Seperti diketahui, suasana semakin memanas saat Saut Situmorang, Wakil Ketua KPK, menyatakan mengundurkan diri dari pimpinan KPK, sesaat setelah Firli Bahuri dan kawan-kawan terpilih menjadi pimpinan KPK yang baru. Unjuk rasa yang berujung kerusuhan sempat terjadi di depan gedung KPK.
Suasana bertambah panas ketika akhirnya revisi undang-undang KPK 2019 pun disahkan. Banyak pihak yang mengatakan bahwa ini adalah salah satu cara para legislator dan pemerintah untuk melemahkan KPK.
Belakangan, meski kata-kata pengunduran dirinya sempat viral di media sosial, ternyata Saut batal mengundurkan diri dari jabatannya sebagai wakil pimpinan KPK. Situasi pun tidak mereda, tuntutan terhadap pembatalan revisi undang-undang KPK terus berbunyi.
Indrianto mengatakan, banyak masyarakat yang salah persepsi terhadap pembahasan revisi UU KPK ini, padahal, dalam pasal 12 dalam undang-undang tersebut, KPK tetaplah sebagai lembaga yang kokoh.
Menurutnya, revisi yang dimaksud justru memperkuat lemahnya sistem penindakan KPK, khususnya dalam pelaksanaan Swang Middelen atau Coercive Force (upaya paksa), misalnya seperti penyitaan, penggeledahan, dan penyadapan. Menurut Indrianto, ini adalah bentuk revisi baik dalam penegakan hukum.

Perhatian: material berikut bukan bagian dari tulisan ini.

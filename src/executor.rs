//! Plan execution: transfers first, then legs, each with its own retry
//! budget.
//!
//! Legs are independent; a failure never cancels already-accepted legs
//! and filled legs are never rolled back. Transient venue errors retry
//! with exponential backoff; permanent errors fail the leg immediately.

use std::time::Duration;

use log::{error, info, warn};

use crate::clock::Clock;
use crate::config::{Config, ExecutionConfig};
use crate::event::{
    EventState, LegOutcome, LegRecord, RebalanceEvent, TransferOutcome, TransferRecord,
};
use crate::exchange::{ExchangeClient, ExchangeResult};
use crate::risk::ValidatedPlan;

/// Retry bookkeeping for one submission: failed-attempt count and the
/// delay before the next try (base doubling per failure, capped).
#[derive(Debug, Clone, Copy)]
pub struct RetrySchedule {
    failures: u32,
    max_attempts: u32,
    base: Duration,
    cap: Duration,
}

impl RetrySchedule {
    pub fn new(config: &ExecutionConfig) -> Self {
        Self {
            failures: 0,
            max_attempts: config.max_attempts.max(1),
            base: Duration::from_millis(config.retry_base_delay_ms),
            cap: Duration::from_millis(config.retry_max_delay_ms),
        }
    }

    /// Record a failed attempt. Returns the backoff before the next
    /// try, or `None` once the attempt budget is spent.
    pub fn next_delay(&mut self) -> Option<Duration> {
        self.failures += 1;
        if self.failures >= self.max_attempts {
            return None;
        }
        let exponent = (self.failures - 1).min(20);
        let delay = self.base.saturating_mul(1u32 << exponent);
        Some(delay.min(self.cap))
    }

    pub fn failures(&self) -> u32 {
        self.failures
    }
}

fn submit_with_retry<T>(
    clock: &dyn Clock,
    config: &ExecutionConfig,
    what: &str,
    mut op: impl FnMut() -> ExchangeResult<T>,
) -> (ExchangeResult<T>, u32) {
    let mut schedule = RetrySchedule::new(config);
    let mut attempts = 0u32;
    loop {
        attempts += 1;
        match op() {
            Ok(value) => return (Ok(value), attempts),
            Err(e) if e.is_transient() => match schedule.next_delay() {
                Some(delay) => {
                    warn!("{what}: transient failure ({e}), retrying in {delay:?}");
                    clock.sleep(delay);
                }
                None => {
                    error!("{what}: giving up after {attempts} attempts: {e}");
                    return (Err(e), attempts);
                }
            },
            Err(e) => {
                error!("{what}: {e}");
                return (Err(e), attempts);
            }
        }
    }
}

/// Pause between consecutive order submissions.
pub fn rate_limit_delay(clock: &dyn Clock, interval_ms: u64) {
    if interval_ms > 0 {
        clock.sleep(Duration::from_millis(interval_ms));
    }
}

/// Execute a validated plan, recording per-leg outcomes on the event
/// and driving it to a terminal state.
pub fn execute(
    validated: &ValidatedPlan,
    client: &dyn ExchangeClient,
    clock: &dyn Clock,
    config: &Config,
    event: &mut RebalanceEvent,
) {
    event.advance(EventState::Executing);
    let plan = &validated.plan;
    let exec = &config.execution;
    let order_timeout = Duration::from_secs(exec.order_timeout_secs);

    // Transfers run first: a leg that depends on moved balance must not
    // be submitted until its transfer is confirmed.
    let mut transfer_ok = vec![false; plan.transfers.len()];
    for (i, transfer) in plan.transfers.iter().enumerate() {
        // The wait bound covers the source venue's expected settlement
        // latency on top of the request timeout.
        let transfer_timeout = Duration::from_secs(
            exec.transfer_timeout_secs
                + config.venues.profile(transfer.from).transfer_latency_secs,
        );
        let what = format!(
            "transfer {} {} {} -> {}",
            transfer.amount, transfer.asset, transfer.from, transfer.to
        );
        let (result, attempts) = submit_with_retry(clock, exec, &what, || {
            client.transfer(
                transfer.asset,
                transfer.amount,
                transfer.from,
                transfer.to,
                transfer_timeout,
            )
        });
        let outcome = match result {
            Ok(r) => {
                info!("{what}: delivered {}", r.delivered);
                event.fees_paid_cents += r.fee_cents;
                transfer_ok[i] = true;
                TransferOutcome::Completed {
                    delivered: r.delivered,
                    fee_cents: r.fee_cents,
                }
            }
            Err(e) => TransferOutcome::Failed {
                reason: e.to_string(),
            },
        };
        event.transfers.push(TransferRecord {
            asset: transfer.asset,
            amount: transfer.amount,
            from: transfer.from,
            to: transfer.to,
            attempts,
            outcome,
        });
    }

    let mut filled = 0usize;
    let mut unfilled = 0usize;
    let mut short_fills = 0usize;

    for (i, leg) in plan.legs.iter().enumerate() {
        if let Some(t) = leg.depends_on_transfer {
            if !transfer_ok.get(t).copied().unwrap_or(false) {
                warn!(
                    "skipping {} {} {}: funding transfer failed",
                    leg.side, leg.quantity, leg.asset
                );
                event.legs.push(LegRecord {
                    asset: leg.asset,
                    side: leg.side,
                    venue: leg.venue,
                    requested_qty: leg.quantity,
                    attempts: 0,
                    outcome: LegOutcome::Skipped {
                        reason: "funding transfer failed".into(),
                    },
                });
                unfilled += 1;
                continue;
            }
        }

        if i > 0 {
            rate_limit_delay(clock, exec.order_interval_ms);
        }

        let what = format!("{} {} {} on {}", leg.side, leg.quantity, leg.asset, leg.venue);
        let (result, attempts) = submit_with_retry(clock, exec, &what, || {
            client.place_order(leg.venue, leg.asset, leg.side, leg.quantity, order_timeout)
        });
        match result {
            Ok(fill) => {
                info!(
                    "{what}: filled {} @ ${:.2}",
                    fill.filled_qty,
                    fill.avg_price_cents as f64 / 100.0
                );
                if fill.filled_qty + 1e-9 < leg.quantity {
                    short_fills += 1;
                }
                event.filled_notional_cents +=
                    (fill.filled_qty * fill.avg_price_cents as f64).round() as i64;
                event.fees_paid_cents += fill.fee_cents;
                filled += 1;
                event.legs.push(LegRecord {
                    asset: leg.asset,
                    side: leg.side,
                    venue: leg.venue,
                    requested_qty: leg.quantity,
                    attempts,
                    outcome: LegOutcome::Filled(fill),
                });
            }
            Err(e) => {
                unfilled += 1;
                event.legs.push(LegRecord {
                    asset: leg.asset,
                    side: leg.side,
                    venue: leg.venue,
                    requested_qty: leg.quantity,
                    attempts,
                    outcome: LegOutcome::Failed {
                        reason: e.to_string(),
                    },
                });
            }
        }
    }

    let (state, detail) = if plan.legs.is_empty() {
        (EventState::Completed, "empty plan, nothing to execute".to_string())
    } else if filled == 0 {
        (EventState::Failed, format!("no legs filled ({unfilled} failed)"))
    } else if unfilled > 0 || short_fills > 0 {
        (
            EventState::PartiallyFilled,
            format!("{filled} of {} legs filled", plan.legs.len()),
        )
    } else {
        (EventState::Completed, format!("all {filled} legs filled"))
    };
    event.finish(state, detail, clock.now());
}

Namun, internal KPK justru memiliki pandangan sendiri terhadap undang-undang ini. Juru Bicara KPK Febri Diansyah menemukan 26 masalah yang akan berdampak pada pelemahan KPK di masa mendatang.
“Kami sudah mendalami revisi UU KPK dan mengidentifikasi ada 26 persoalan yang akan melemahkan KPK,” kata Febri, Rabu (25/09/2019) dikutip dari Antara.
Febri menyoroti pelemahan independensi karena KPK akan menjadi lembaga di bawah eksekutif. Kemudian, ia juga menyesalkan penghapusan pimpinan KPK sebagai penanggung jawab tertinggi.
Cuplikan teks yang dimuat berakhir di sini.